#### [YOUR INSTRUCTIONS]
In the entries below, find each line with the word "must" and return it.

Data excerpts:

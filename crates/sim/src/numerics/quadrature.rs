//! Adaptive Gauss–Kronrod integration on finite intervals.
//!
//! Each interval is evaluated with the 7-point Gauss rule embedded in the
//! 15-point Kronrod rule; the difference between the two is the local error
//! estimate. The interval with the largest error is bisected until the total
//! error estimate falls below the requested absolute tolerance.

use crate::errors::ModelError;

/// Upper bound on the number of bisections performed by [`integrate`].
pub const MAX_SUBDIVISIONS: usize = 200;

/// Kronrod abscissae on `[-1, 1]`; symmetric, only the non-negative half is
/// stored. Odd indices are the Gauss points.
const XGK: [f64; 8] = [
    0.991_455_371_120_812_639_206_854_697_526_329,
    0.949_107_912_342_758_524_526_189_684_047_851,
    0.864_864_423_359_769_072_789_712_788_640_926,
    0.741_531_185_599_394_439_863_864_773_280_788,
    0.586_087_235_467_691_130_294_144_845_693_013,
    0.405_845_151_377_397_166_906_606_412_076_961,
    0.207_784_955_007_898_467_600_689_403_773_245,
    0.0,
];

const WGK: [f64; 8] = [
    0.022_935_322_010_529_224_963_732_008_058_970,
    0.063_092_092_629_978_553_290_700_663_189_204,
    0.104_790_010_322_250_183_839_876_322_541_518,
    0.140_653_259_715_525_918_745_189_590_510_238,
    0.169_004_726_639_267_902_826_583_426_598_550,
    0.190_350_578_064_785_409_913_256_402_421_014,
    0.204_432_940_075_298_892_414_161_999_234_649,
    0.209_482_141_084_727_828_012_999_174_891_714,
];

/// Gauss weights for `XGK[1]`, `XGK[3]`, `XGK[5]` and the centre.
const WG: [f64; 4] = [
    0.129_484_966_168_869_693_270_611_432_679_082,
    0.279_705_391_489_276_667_901_467_771_423_780,
    0.381_830_050_505_118_944_950_369_775_488_975,
    0.417_959_183_673_469_387_755_102_040_816_327,
];

/// Result of a converged integration.
#[derive(Debug, Clone, Copy, PartialEq)]
pub struct Integral {
    pub value: f64,
    pub error: f64,
    pub subdivisions: usize,
}

#[derive(Debug, Clone, Copy)]
struct Segment {
    lower: f64,
    upper: f64,
    value: f64,
    error: f64,
}

/// Integrate `f` over `[lower, upper]` to absolute error `tolerance`.
///
/// # Errors
/// - [`ModelError::InvalidParameter`] if the bounds or tolerance are not
///   finite, or the tolerance is not positive.
/// - [`ModelError::QuadratureFailure`] if the error estimate is still above
///   `tolerance` after [`MAX_SUBDIVISIONS`] bisections, or if the integrand
///   produced a non-finite value.
pub fn integrate<F>(f: F, lower: f64, upper: f64, tolerance: f64) -> Result<Integral, ModelError>
where
    F: Fn(f64) -> f64,
{
    if !lower.is_finite() || !upper.is_finite() {
        return Err(ModelError::InvalidParameter(format!(
            "integration bounds must be finite, got [{lower}, {upper}]"
        )));
    }
    if !tolerance.is_finite() || tolerance <= 0.0 {
        return Err(ModelError::InvalidParameter(format!(
            "integration tolerance must be positive, got {tolerance}"
        )));
    }
    if lower == upper {
        return Ok(Integral {
            value: 0.0,
            error: 0.0,
            subdivisions: 0,
        });
    }
    if lower > upper {
        let flipped = integrate(f, upper, lower, tolerance)?;
        return Ok(Integral {
            value: -flipped.value,
            ..flipped
        });
    }

    let failure = |estimate: f64| ModelError::QuadratureFailure {
        lower,
        upper,
        estimate,
        tolerance,
    };

    let mut segments = vec![kronrod(&f, lower, upper)];
    let mut subdivisions = 0;
    loop {
        let value: f64 = segments.iter().map(|s| s.value).sum();
        let error: f64 = segments.iter().map(|s| s.error).sum();
        if !value.is_finite() || !error.is_finite() {
            return Err(failure(f64::INFINITY));
        }
        if error <= tolerance {
            return Ok(Integral {
                value,
                error,
                subdivisions,
            });
        }
        if subdivisions == MAX_SUBDIVISIONS {
            return Err(failure(error));
        }

        let worst = segments
            .iter()
            .enumerate()
            .max_by(|(_, a), (_, b)| a.error.total_cmp(&b.error))
            .map_or(0, |(i, _)| i);
        let segment = segments.swap_remove(worst);
        let mid = 0.5 * (segment.lower + segment.upper);
        segments.push(kronrod(&f, segment.lower, mid));
        segments.push(kronrod(&f, mid, segment.upper));
        subdivisions += 1;
    }
}

/// Single G7/K15 evaluation over `[lower, upper]`.
fn kronrod<F>(f: &F, lower: f64, upper: f64) -> Segment
where
    F: Fn(f64) -> f64,
{
    let centre = 0.5 * (lower + upper);
    let half = 0.5 * (upper - lower);

    let f_centre = f(centre);
    let mut gauss = WG[3] * f_centre;
    let mut kronrod = WGK[7] * f_centre;

    for (j, (&x, &w)) in XGK.iter().zip(&WGK).take(7).enumerate() {
        let dx = half * x;
        let pair = f(centre - dx) + f(centre + dx);
        kronrod += w * pair;
        if j % 2 == 1 {
            gauss += WG[j / 2] * pair;
        }
    }

    Segment {
        lower,
        upper,
        value: kronrod * half,
        error: ((kronrod - gauss) * half).abs(),
    }
}
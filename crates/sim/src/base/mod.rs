//! Base value types shared by the model and simulation layers.
//!
//! This module provides the character alphabets and the alignment type that
//! the simulator produces.

mod alignment;
mod alphabet;

pub use alignment::{AlignedSequence, Alignment, State};
pub use alphabet::Alphabet;
use criterion::{BenchmarkId, Criterion, black_box, criterion_group, criterion_main};
use seqevo_sim::model::gamma::{self, DEFAULT_TOLERANCE};
use seqevo_sim::model::SubstitutionModel;

fn bench_transition_probabilities(c: &mut Criterion) {
    let mut group = c.benchmark_group("transition_probabilities");
    let dna = SubstitutionModel::gtr4([1.0, 2.0, 0.5, 0.7, 3.0, 1.0], &[0.3, 0.2, 0.2, 0.3]).unwrap();
    let protein = SubstitutionModel::poisson().unwrap();

    group.bench_function("dna", |b| {
        b.iter(|| black_box(dna.transition_probabilities(black_box(0.1)).unwrap()))
    });
    group.bench_function("protein", |b| {
        b.iter(|| black_box(protein.transition_probabilities(black_box(0.1)).unwrap()))
    });

    group.finish();
}

fn bench_gamma_means(c: &mut Criterion) {
    let mut group = c.benchmark_group("gamma_means");

    for n in [4, 16] {
        group.bench_with_input(BenchmarkId::new("alpha_0.5", n), &n, |b, &n| {
            b.iter(|| black_box(gamma::get_means(n, black_box(0.5), DEFAULT_TOLERANCE).unwrap()))
        });
    }

    group.finish();
}

criterion_group!(benches, bench_transition_probabilities, bench_gamma_means);
criterion_main!(benches);
//! Simulation engine.
//!
//! A run wires the pieces together: the root seed gives one root stream, the
//! root stream is split into one stream per chunk, the sites are divided into
//! chunks, and every chunk is simulated on the rayon pool with its own
//! stream. Chunk results are concatenated in chunk order, so the output
//! depends only on the seed and the chunk count.

use log::{debug, info};

use crate::base::{Alignment, State};
use crate::errors::SimulationError;
use crate::model::PhyloModel;
use crate::simulation::markov::{SiteBlock, TreeSampler};
use crate::simulation::streams::{self, RootSeed};
use crate::tree::{Node, Tree};

/// A configured simulation. Build one with
/// [`SimulationBuilder`](crate::simulation::SimulationBuilder).
#[derive(Debug, Clone)]
pub struct Simulation {
    model: PhyloModel,
    tree: Tree<Node>,
    sites: usize,
    seed: RootSeed,
    chunks: usize,
}

/// Everything produced by one run.
#[derive(Debug, Clone, PartialEq)]
pub struct SimulationOutput {
    /// Leaf sequences, in leaf order.
    pub alignment: Alignment,
    /// The seed words the run used; replaying them reproduces the run.
    pub seed_words: Vec<u32>,
    /// Mixture component index of every site.
    pub site_components: Vec<usize>,
    /// States of every node, ancestors included, shaped like the tree.
    pub states: Tree<Vec<State>>,
}

impl Simulation {
    pub(crate) fn from_parts(
        model: PhyloModel,
        tree: Tree<Node>,
        sites: usize,
        seed: RootSeed,
        chunks: usize,
    ) -> Result<Self, SimulationError> {
        if chunks == 0 {
            return Err(SimulationError::InvalidChunkCount);
        }
        model.validate()?;
        tree.validate()?;
        Ok(Self {
            model,
            tree,
            sites,
            seed,
            chunks,
        })
    }

    pub fn model(&self) -> &PhyloModel {
        &self.model
    }

    pub fn tree(&self) -> &Tree<Node> {
        &self.tree
    }

    pub fn sites(&self) -> usize {
        self.sites
    }

    pub fn seed(&self) -> &RootSeed {
        &self.seed
    }

    pub fn chunks(&self) -> usize {
        self.chunks
    }

    /// Run the simulation.
    ///
    /// # Errors
    /// Fails before any sampling if the model or tree is invalid. A failure
    /// in any chunk aborts the whole run.
    pub fn run(&self) -> Result<SimulationOutput, SimulationError> {
        info!(
            "Simulating {} sites on {} leaves with model '{}' ({} chunks, seed {:?})",
            self.sites,
            self.tree.n_leaves(),
            self.model.name(),
            self.chunks,
            self.seed.words()
        );

        let sampler = TreeSampler::new(&self.model, &self.tree)?;

        let mut root = self.seed.stream();
        let chunk_streams = streams::split_streams(self.chunks, &mut root);
        let sizes = streams::chunk_sizes(self.chunks, self.sites)?;
        debug!("Chunk sizes: {sizes:?}");

        let blocks = streams::run_parallel(&sizes, chunk_streams, |size, mut stream| {
            Ok::<SiteBlock, SimulationError>(sampler.simulate_sites(size, &mut stream))
        })?;

        let mut blocks = blocks.into_iter();
        let mut merged = match blocks.next() {
            Some(first) => first,
            None => sampler.simulate_sites(0, &mut root),
        };
        for block in blocks {
            merged.append(block);
        }

        let alignment = sampler.to_alignment(&merged)?;
        info!(
            "Simulated alignment of {} sequences x {} sites",
            alignment.n_sequences(),
            alignment.n_sites()
        );

        Ok(SimulationOutput {
            alignment,
            seed_words: self.seed.words().to_vec(),
            site_components: merged.components,
            states: merged.states,
        })
    }
}

#[cfg(test)]
mod tests {
    use super::*;
    use crate::model::SubstitutionModel;

    fn star() -> Tree<Node> {
        Tree::node(
            Node::new("root", 0.0),
            vec![
                Tree::leaf(Node::new("A", 0.2)),
                Tree::leaf(Node::new("B", 0.4)),
                Tree::leaf(Node::new("C", 0.8)),
            ],
        )
    }

    fn simulation(seed: Vec<u32>, chunks: usize, sites: usize) -> Simulation {
        Simulation::from_parts(
            SubstitutionModel::jc().unwrap().into(),
            star(),
            sites,
            RootSeed::from_words(seed).unwrap(),
            chunks,
        )
        .unwrap()
    }

    #[test]
    fn test_run_shapes_output() {
        let out = simulation(vec![1, 2, 3], 3, 100).run().unwrap();
        assert_eq!(out.alignment.n_sites(), 100);
        assert_eq!(out.alignment.names().collect::<Vec<_>>(), vec!["A", "B", "C"]);
        assert_eq!(out.seed_words, vec![1, 2, 3]);
        assert_eq!(out.site_components.len(), 100);
        assert_eq!(out.states.value.len(), 100);
        assert_eq!(out.alignment.get("C"), Some(out.states.children[2].value.as_slice()));
    }

    #[test]
    fn test_run_is_reproducible() {
        let a = simulation(vec![99], 4, 257).run().unwrap();
        let b = simulation(vec![99], 4, 257).run().unwrap();
        assert_eq!(a, b);

        let other = simulation(vec![100], 4, 257).run().unwrap();
        assert_ne!(a.alignment, other.alignment);
    }

    #[test]
    fn test_more_chunks_than_sites() {
        let out = simulation(vec![5], 8, 3).run().unwrap();
        assert_eq!(out.alignment.n_sites(), 3);
    }

    #[test]
    fn test_zero_sites() {
        let out = simulation(vec![5], 2, 0).run().unwrap();
        assert_eq!(out.alignment.n_sites(), 0);
        assert_eq!(out.alignment.n_sequences(), 3);
    }

    #[test]
    fn test_zero_chunks_rejected() {
        let err = Simulation::from_parts(
            SubstitutionModel::jc().unwrap().into(),
            star(),
            10,
            RootSeed::from_words(vec![1]).unwrap(),
            0,
        )
        .unwrap_err();
        assert_eq!(err, SimulationError::InvalidChunkCount);
    }
}
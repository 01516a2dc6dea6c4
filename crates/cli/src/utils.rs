use anyhow::{Context, Result};
use log::debug;
use seqevo_sim::simulation::{GammaSpec, RunConfig};
use std::path::Path;

use crate::args::OverrideArgs;

/// Load a run configuration and apply command-line overrides.
pub fn load_config(path: &Path, overrides: &OverrideArgs) -> Result<RunConfig> {
    let mut config = RunConfig::from_path(path)
        .with_context(|| format!("Failed to load configuration from {}", path.display()))?;

    if let Some(sites) = overrides.sites {
        config.sites = sites;
    }
    if let Some(seed) = &overrides.seed {
        config.seed = Some(seed.clone());
    }
    if let (Some(categories), Some(shape)) = (overrides.gamma_categories, overrides.gamma_shape) {
        let tolerance = config
            .gamma
            .as_ref()
            .map_or(seqevo_sim::model::gamma::DEFAULT_TOLERANCE, |g| g.tolerance);
        config.gamma = Some(GammaSpec {
            categories,
            shape,
            tolerance,
        });
    }
    if let Some(chunks) = overrides.chunks {
        config.chunks = Some(chunks);
    }
    debug!("Loaded configuration from {}: {config:?}", path.display());
    Ok(config)
}

/// Format seed words the way `--seed` accepts them.
pub fn format_seed(words: &[u32]) -> String {
    words
        .iter()
        .map(u32::to_string)
        .collect::<Vec<_>>()
        .join(",")
}
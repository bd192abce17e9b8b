use http::StatusCode;
use thiserror::Error;

/// Gateway-wide error type. Every backend failure is translated into one of
/// these kinds before it reaches a response, so clients see stable
/// identifiers no matter which provider produced the fault.
#[derive(Error, Debug)]
pub enum GatewayError {
	#[error("path escapes the storage root: {path}")]
	PathEscape { path: String },

	#[error("permission denied for store '{store}'")]
	PermissionDenied { store: String },

	#[error("not found: {target}")]
	NotFound { target: String },

	#[error("already exists: {target}")]
	AlreadyExists { target: String },

	#[error("'{path}' is a directory")]
	IsDirectory { path: String },

	#[error("'{path}' is not a directory")]
	NotDirectory { path: String },

	#[error("operation not supported: {operation}")]
	NotSupported { operation: String },

	#[error("no upload session for '{path}'")]
	NoUploadSession { path: String },

	#[error("size mismatch: expected {expected} bytes, got {actual}")]
	SizeMismatch { expected: u64, actual: u64 },

	#[error("digest mismatch: expected {expected}, got {actual}")]
	DigestMismatch { expected: String, actual: String },

	#[error("short write: declared {declared} bytes, received {received}")]
	ShortWrite { declared: u64, received: u64 },

	#[error("operation canceled")]
	Canceled,

	#[error("deadline exceeded")]
	Timeout,

	#[error("backend error: {message}")]
	Backend { message: String },
}

impl GatewayError {
	pub fn backend<M: Into<String>>(message: M) -> Self {
		GatewayError::Backend { message: message.into() }
	}

	/// The stable wire identifier carried in `error` frames as `error_type`.
	pub fn error_type(&self) -> &'static str {
		match self {
			GatewayError::PathEscape { .. } => "PathEscape",
			GatewayError::PermissionDenied { .. } => "PermissionDenied",
			GatewayError::NotFound { .. } => "NotFound",
			GatewayError::AlreadyExists { .. } => "AlreadyExists",
			GatewayError::IsDirectory { .. } => "IsDirectory",
			GatewayError::NotDirectory { .. } => "NotDirectory",
			GatewayError::NotSupported { .. } => "NotSupported",
			GatewayError::NoUploadSession { .. } => "NoUploadSession",
			GatewayError::SizeMismatch { .. } => "SizeMismatch",
			GatewayError::DigestMismatch { .. } => "DigestMismatch",
			GatewayError::ShortWrite { .. } => "ShortWrite",
			GatewayError::Canceled => "Canceled",
			GatewayError::Timeout => "Timeout",
			GatewayError::Backend { .. } => "Backend",
		}
	}

	/// HTTP mapping for the upload/download surfaces: 4xx for client faults,
	/// 5xx for backend faults.
	pub fn status_code(&self) -> StatusCode {
		match self {
			GatewayError::PathEscape { .. } => StatusCode::BAD_REQUEST,
			GatewayError::PermissionDenied { .. } => StatusCode::FORBIDDEN,
			GatewayError::NotFound { .. } => StatusCode::NOT_FOUND,
			GatewayError::AlreadyExists { .. } => StatusCode::CONFLICT,
			GatewayError::IsDirectory { .. } => StatusCode::BAD_REQUEST,
			GatewayError::NotDirectory { .. } => StatusCode::BAD_REQUEST,
			GatewayError::NotSupported { .. } => StatusCode::BAD_REQUEST,
			GatewayError::NoUploadSession { .. } => StatusCode::BAD_REQUEST,
			GatewayError::SizeMismatch { .. } => StatusCode::BAD_REQUEST,
			GatewayError::DigestMismatch { .. } => StatusCode::BAD_REQUEST,
			GatewayError::ShortWrite { .. } => StatusCode::BAD_REQUEST,
			GatewayError::Canceled => StatusCode::BAD_REQUEST,
			GatewayError::Timeout => StatusCode::GATEWAY_TIMEOUT,
			GatewayError::Backend { .. } => StatusCode::INTERNAL_SERVER_ERROR,
		}
	}
}

impl From<std::io::Error> for GatewayError {
	fn from(err: std::io::Error) -> Self {
		match err.kind() {
			std::io::ErrorKind::NotFound => GatewayError::NotFound { target: err.to_string() },
			std::io::ErrorKind::AlreadyExists => GatewayError::AlreadyExists { target: err.to_string() },
			std::io::ErrorKind::PermissionDenied => GatewayError::Backend { message: err.to_string() },
			std::io::ErrorKind::WriteZero => GatewayError::ShortWrite { declared: 0, received: 0 },
			std::io::ErrorKind::TimedOut => GatewayError::Timeout,
			_ => GatewayError::Backend { message: err.to_string() },
		}
	}
}

pub type GatewayResult<T> = Result<T, GatewayError>;
use std::path::PathBuf;
use std::sync::Arc;
use std::sync::Mutex as StdMutex;
use std::time::{Duration, Instant};

use dashmap::DashMap;
use dashmap::mapref::entry::Entry;
use tokio::fs::File;
use tokio::sync::Mutex;

use crate::claims::UserClaims;
use crate::config::StoreKind;
use crate::error::{GatewayError, GatewayResult};

/// Registry key: (store name, normalised store-relative path).
pub type UploadKey = (String, String);

/// One block staged on a blob backend, as recorded in the registry entry.
#[derive(Clone, Debug, PartialEq, Eq)]
pub struct StagedBlock {
	pub id: String,
	pub size: u64
}

/// Provider-specific upload state. The registry entry is the sole owner of
/// the resources described here; whoever removes the entry must also release
/// them through the provider.
#[derive(Debug)]
pub enum UploadState {
	/// Append-open handle on the target file plus its guarded absolute path.
	Local { file: File, target: PathBuf },

	/// Blocks staged so far, in arrival order. Commit order is fixed by the
	/// client at finalize.
	Blob { blocks: Vec<StagedBlock> }
}

#[derive(Debug)]
pub struct UploadEntry {
	pub owner: UserClaims,
	pub store: String,
	pub path: String,
	pub kind: StoreKind,
	last_activity: StdMutex<Instant>,
	pub state: Mutex<UploadState>
}

impl UploadEntry {
	pub fn new(owner: UserClaims, store: String, path: String, kind: StoreKind, state: UploadState) -> Self {
		Self {
			owner,
			store,
			path,
			kind,
			last_activity: StdMutex::new(Instant::now()),
			state: Mutex::new(state)
		}
	}

	pub fn touch(&self) {
		*self.last_activity.lock().unwrap() = Instant::now();
	}

	pub fn idle_for(&self) -> Duration {
		self.last_activity.lock().unwrap().elapsed()
	}
}

/// Process-wide map of in-flight uploads. At most one entry per key; chunk
/// I/O serialises on the per-entry state mutex so independent uploads never
/// wait on each other.
#[derive(Default)]
pub struct UploadRegistry {
	entries: DashMap<UploadKey, Arc<UploadEntry>>
}

impl UploadRegistry {
	pub fn new() -> Self {
		Self { entries: DashMap::new() }
	}

	/// Inserts a fresh entry, failing when one already exists for the key.
	/// This is what makes concurrent initiates on the same target a conflict.
	pub fn insert(&self, key: UploadKey, entry: UploadEntry) -> GatewayResult<Arc<UploadEntry>> {
		match self.entries.entry(key) {
			Entry::Occupied(occupied) => Err(GatewayError::AlreadyExists {
				target: format!("upload for '{}:{}'", occupied.get().store, occupied.get().path)
			}),
			Entry::Vacant(vacant) => {
				let entry = Arc::new(entry);
				vacant.insert(entry.clone());
				Ok(entry)
			}
		}
	}

	pub fn get(&self, key: &UploadKey) -> Option<Arc<UploadEntry>> {
		self.entries.get(key).map(|entry| entry.value().clone())
	}

	pub fn touch(&self, key: &UploadKey) -> bool {
		match self.entries.get(key) {
			Some(entry) => {
				entry.touch();
				true
			},
			None => false
		}
	}

	pub fn remove(&self, key: &UploadKey) -> Option<Arc<UploadEntry>> {
		self.entries.remove(key).map(|(_, entry)| entry)
	}

	pub fn len(&self) -> usize {
		self.entries.len()
	}

	pub fn is_empty(&self) -> bool {
		self.entries.is_empty()
	}

	/// Keys whose uploads have been idle longer than `ttl`. Used by the
	/// orphan reaper; entries touched within the TTL are never returned.
	pub fn stale_keys(&self, ttl: Duration) -> Vec<UploadKey> {
		self.entries
			.iter()
			.filter(|entry| entry.value().idle_for() > ttl)
			.map(|entry| entry.key().clone())
			.collect()
	}

	/// Keys owned by the departing identity, per the session-cleanup
	/// ownership rule.
	pub fn keys_owned_by(&self, departing: &UserClaims) -> Vec<UploadKey> {
		self.entries
			.iter()
			.filter(|entry| departing.owns(&entry.value().owner))
			.map(|entry| entry.key().clone())
			.collect()
	}

	/// Snapshot for the operator shell.
	pub fn snapshot(&self) -> Vec<Arc<UploadEntry>> {
		self.entries.iter().map(|entry| entry.value().clone()).collect()
	}
}
// Wire framing
pub const MAX_CONTROL_FRAME_SIZE: usize = 2048;
pub const OUTBOUND_QUEUE_CAPACITY: usize = 256;

// Liveness
pub const DEFAULT_CLIENT_PING_INTERVAL_MS: u64 = 10_000;
pub const READ_DEADLINE_PING_MULTIPLIER: u32 = 3;
pub const WRITE_DEADLINE_SECONDS: u64 = 10;
pub const HANDLER_TIMEOUT_SECONDS: u64 = 60;

// Reapers
pub const SESSION_REAPER_PERIOD_SECONDS: u64 = 30;
pub const POLLING_SESSION_IDLE_SECONDS: u64 = 120;
pub const UPLOAD_REAPER_PERIOD_SECONDS: u64 = 60;
pub const DEFAULT_ORPHAN_UPLOAD_TTL_SECONDS: u64 = 600;
pub const UPLOAD_CANCEL_DEADLINE_SECONDS: u64 = 30;

// Listings
pub const DEFAULT_ITEMS_PER_PAGE: usize = 50;

// Uploads
pub const MAX_CHUNK_SIZE: usize = 8 * 1024 * 1024; // 8 MiB
pub const MAX_BLOCK_ID_LENGTH: usize = 128;

// Identity
pub const ANONYMOUS_ID_LENGTH: usize = 16;
pub const SESSION_ID_LENGTH: usize = 16;
pub const ANONYMOUS_SUBJECT_PREFIX: &str = "anon-";

// Configuration
pub const CONFIG_PATH_ENV_VAR: &str = "FILEGATE_CONFIG";
pub const DEFAULT_CONFIG_PATH: &str = "filegate.json";
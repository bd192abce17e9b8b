use std::env;
use std::path::PathBuf;
use std::sync::Arc;

use axum::{extract::DefaultBodyLimit, routing::{get, post}, Router};
use http::Method;
use log::info;
use tower_http::cors::{Any, CorsLayer};
use tower_http::services::ServeDir;

mod access;
mod api;
mod app_state;
mod claims;
mod config;
mod constants;
mod error;
mod hub;
mod pathguard;
mod shell;
mod storage;
mod uploads;
mod util;

#[cfg(test)]
mod tests;

use app_state::AppState;
use config::{Config, StoreKind};
use hub::Hub;
use shell::interactive_shell;
use storage::blob::{BlobProvider, MemoryBlockStore};
use storage::local::LocalProvider;
use storage::ProviderRegistry;
use uploads::UploadRegistry;

#[tokio::main]
async fn main() -> Result<(), Box<dyn std::error::Error>> {
	// Get config; invalid configuration aborts with a non-zero exit code.
	let config = Config::initialise()?;

	// Initialise logger from the configured level; RUST_LOG still overrides.
	env_logger::Builder::new()
		.filter_level(config.level_filter())
		.parse_default_env()
		.init();

	// Print working directory
	let working_dir = env::current_dir()?;
	info!("Working directory: {}", working_dir.display());

	// Initialise missing local store roots defined in the config
	config.initialise_directories()?;

	let config = Arc::new(config);

	// Build the upload and provider registries from the storage list
	let upload_registry = Arc::new(UploadRegistry::new());
	let providers = Arc::new(ProviderRegistry::new());

	// Blob stores share one block-store client; the vendor adapter replaces
	// it in production deployments.
	let block_store = Arc::new(MemoryBlockStore::new());

	for store in config.storages.iter() {
		match store.kind {
			StoreKind::Local => {
				providers.register(Arc::new(LocalProvider::new(
					store.name.clone(),
					PathBuf::from(&store.root),
					upload_registry.clone()
				)));
			},
			StoreKind::Blob => {
				providers.register(Arc::new(BlobProvider::new(
					store.name.clone(),
					store.container.clone(),
					block_store.clone(),
					upload_registry.clone()
				)));
			}
		}

		info!("Registered {} storage '{}'", store.kind.as_str(), store.name);
	}

	// Start the session hub and its reapers
	let hub = Hub::new(config.clone(), providers.clone(), upload_registry.clone());
	let hub_task = tokio::spawn(hub.clone().run());

	// Create app state to be shared
	let shared_app_state = Arc::new(AppState {
		config: config.clone(),
		hub: hub.clone(),
		providers,
		uploads: upload_registry
	});

	// Create the CORS layer
	let cors = CorsLayer::new()
		.allow_methods([Method::GET, Method::POST])
		.allow_headers(Any)
		.allow_origin(Any);

	// Create router
	let router = Router::new()
		.route("/ws", get(api::ws::ws_api))
		.route("/lp", get(api::longpoll::config_api).post(api::longpoll::poll_api))
		.route(
			"/upload",
			post(api::upload::upload_api)
				// Body limit is the chunk data size plus form overhead
				.layer(DefaultBodyLimit::max(constants::MAX_CHUNK_SIZE + 64 * 1024))
		)
		.route("/download", get(api::download::download_api))
		.fallback_service(ServeDir::new(&config.static_ui_directory))
		.with_state(shared_app_state.clone())
		.layer(cors);

	// Create listener
	let listener = tokio::net::TcpListener::bind(format!("{}:{}", config.ip_address, config.port)).await?;

	// Start server
	info!("Gateway listening on {}:{}", config.ip_address, config.port);
	info!("Authentication enabled: {}", config.enable_auth);

	axum::serve(listener, router)
		.with_graceful_shutdown(interactive_shell(shared_app_state.clone())) // Start the interactive shell
		.await?;

	// Tear down the hub: unregisters every session and cancels their uploads
	info!("Stopping session hub...");
	hub.cancel.cancel();
	hub_task.await?;

	info!("Shutdown complete.");

	Ok(())
}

#### [OUTPUT OF THE EXERCISE]
            "integration bounds must be finite, got [{lower}, {upper}]"
            "integration tolerance must be positive, got {tolerance}"
/// the resources described here; whoever removes the entry must also release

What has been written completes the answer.